- DIRECTIONS
Each entry is to be printed again word for word.

[[ RECORDS PROVIDED open ]]

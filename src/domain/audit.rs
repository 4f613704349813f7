use std::fmt;

use chrono::{DateTime, Utc};
use serde::{Deserialize, Serialize};

use super::{Timestamp, UserId};

#[derive(Clone, Copy, Debug, PartialEq, Eq, Serialize, Deserialize)]
#[serde(rename_all = "snake_case")]
pub enum AuditKind {
    ActionUsed,
    CustomTimer,
    TimerDeleted,
    NotificationSent,
    NotificationFailed,
    NotificationDismissed,
}

impl AuditKind {
    pub fn as_str(&self) -> &'static str {
        match self {
            AuditKind::ActionUsed => "action_used",
            AuditKind::CustomTimer => "custom_timer",
            AuditKind::TimerDeleted => "timer_deleted",
            AuditKind::NotificationSent => "notification_sent",
            AuditKind::NotificationFailed => "notification_failed",
            AuditKind::NotificationDismissed => "notification_dismissed",
        }
    }

    /// Accepts the current names and the event types the old bot wrote.
    pub fn parse(s: &str) -> Option<Self> {
        match s {
            "action_used"
            | "Использование действия"
            | "Использование задания"
            | "Оплата имущества" => Some(AuditKind::ActionUsed),
            "custom_timer" | "Кастомный таймер" => Some(AuditKind::CustomTimer),
            "timer_deleted" | "Таймер удалён" => Some(AuditKind::TimerDeleted),
            "notification_sent" => Some(AuditKind::NotificationSent),
            "notification_failed" => Some(AuditKind::NotificationFailed),
            "notification_dismissed" => Some(AuditKind::NotificationDismissed),
            _ => None,
        }
    }
}

impl fmt::Display for AuditKind {
    fn fmt(&self, f: &mut fmt::Formatter<'_>) -> fmt::Result {
        f.write_str(self.as_str())
    }
}

#[derive(Clone, Debug, PartialEq, Eq, Serialize, Deserialize)]
pub struct AuditEntry {
    pub timestamp: DateTime<Utc>,
    pub kind: AuditKind,
    pub user_id: UserId,
    pub action_name: Option<String>,
    pub detail: Option<String>,
}

impl AuditEntry {
    /// `at` is epoch seconds from the caller's clock.
    pub fn new(kind: AuditKind, user_id: UserId, at: Timestamp) -> Self {
        Self {
            timestamp: DateTime::from_timestamp(at, 0).unwrap_or_default(),
            kind,
            user_id,
            action_name: None,
            detail: None,
        }
    }

    pub fn action(mut self, action_name: impl Into<String>) -> Self {
        self.action_name = Some(action_name.into());
        self
    }

    pub fn detail(mut self, detail: impl Into<String>) -> Self {
        self.detail = Some(detail.into());
        self
    }
}
use async_trait::async_trait;

use crate::application::{AppResult, Notifier};
use crate::domain::ExpiryNotice;

pub struct MultiNotifier {
    notifiers: Vec<Box<dyn Notifier>>,
}

impl MultiNotifier {
    pub fn new(notifiers: Vec<Box<dyn Notifier>>) -> Self {
        Self { notifiers }
    }
}

#[async_trait]
impl Notifier for MultiNotifier {
    async fn notify(&self, notice: &ExpiryNotice) -> AppResult<()> {
        // every channel gets a try; any failure keeps the entry for retry
        let mut last_err = None;

        for n in &self.notifiers {
            if let Err(e) = n.notify(notice).await {
                tracing::warn!(error = %e, user_id = %notice.user_id, "notifier channel failed");
                last_err = Some(e);
            }
        }

        if let Some(e) = last_err {
            return Err(e);
        }

        Ok(())
    }
}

[[ RECORDS PROVIDED closed ]]

- OUTPUT OF THE TASK
filename src/domain/audit.rs
repository 4f613704349813f7
use std::fmt;

use chrono::{DateTime, Utc};
use serde::{Deserialize, Serialize};

use super::{Timestamp, UserId};

#[derive(Clone, Copy, Debug, PartialEq, Eq, Serialize, Deserialize)]
#[serde(rename_all = "snake_case")]
pub enum AuditKind {
    ActionUsed,
    CustomTimer,
    TimerDeleted,
    NotificationSent,
    NotificationFailed,
    NotificationDismissed,
}

impl AuditKind {
    pub fn as_str(&self) -> &'static str {
        match self {
            AuditKind::ActionUsed => "action_used",
            AuditKind::CustomTimer => "custom_timer",
            AuditKind::TimerDeleted => "timer_deleted",
            AuditKind::NotificationSent => "notification_sent",
            AuditKind::NotificationFailed => "notification_failed",
            AuditKind::NotificationDismissed => "notification_dismissed",
        }
    }

    /// Accepts the current names and the event types the old bot wrote.
    pub fn parse(s: &str) -> Option<Self> {
        match s {
            "action_used"
            | "Использование действия"
            | "Использование задания"
            | "Оплата имущества" => Some(AuditKind::ActionUsed),
            "custom_timer" | "Кастомный таймер" => Some(AuditKind::CustomTimer),
            "timer_deleted" | "Таймер удалён" => Some(AuditKind::TimerDeleted),
            "notification_sent" => Some(AuditKind::NotificationSent),
            "notification_failed" => Some(AuditKind::NotificationFailed),
            "notification_dismissed" => Some(AuditKind::NotificationDismissed),
            _ => None,
        }
    }
}

impl fmt::Display for AuditKind {
    fn fmt(&self, f: &mut fmt::Formatter<'_>) -> fmt::Result {
        f.write_str(self.as_str())
    }
}

#[derive(Clone, Debug, PartialEq, Eq, Serialize, Deserialize)]
pub struct AuditEntry {
    pub timestamp: DateTime<Utc>,
    pub kind: AuditKind,
    pub user_id: UserId,
    pub action_name: Option<String>,
    pub detail: Option<String>,
}

impl AuditEntry {
    /// `at` is epoch seconds from the caller's clock.
    pub fn new(kind: AuditKind, user_id: UserId, at: Timestamp) -> Self {
        Self {
            timestamp: DateTime::from_timestamp(at, 0).unwrap_or_default(),
            kind,
            user_id,
            action_name: None,
            detail: None,
        }
    }

    pub fn action(mut self, action_name: impl Into<String>) -> Self {
        self.action_name = Some(action_name.into());
        self
    }

    pub fn detail(mut self, detail: impl Into<String>) -> Self {
        self.detail = Some(detail.into());
        self
    }
}
use async_trait::async_trait;

use crate::application::{AppResult, Notifier};
use crate::domain::ExpiryNotice;

pub struct MultiNotifier {
    notifiers: Vec<Box<dyn Notifier>>,
}

impl MultiNotifier {
    pub fn new(notifiers: Vec<Box<dyn Notifier>>) -> Self {
        Self { notifiers }
    }
}

#[async_trait]
impl Notifier for MultiNotifier {
    async fn notify(&self, notice: &ExpiryNotice) -> AppResult<()> {
        // every channel gets a try; any failure keeps the entry for retry
        let mut last_err = None;

        for n in &self.notifiers {
            if let Err(e) = n.notify(notice).await {
                tracing::warn!(error = %e, user_id = %notice.user_id, "notifier channel failed");
                last_err = Some(e);
            }
        }

        if let Some(e) = last_err {
            return Err(e);
        }

        Ok(())
    }
}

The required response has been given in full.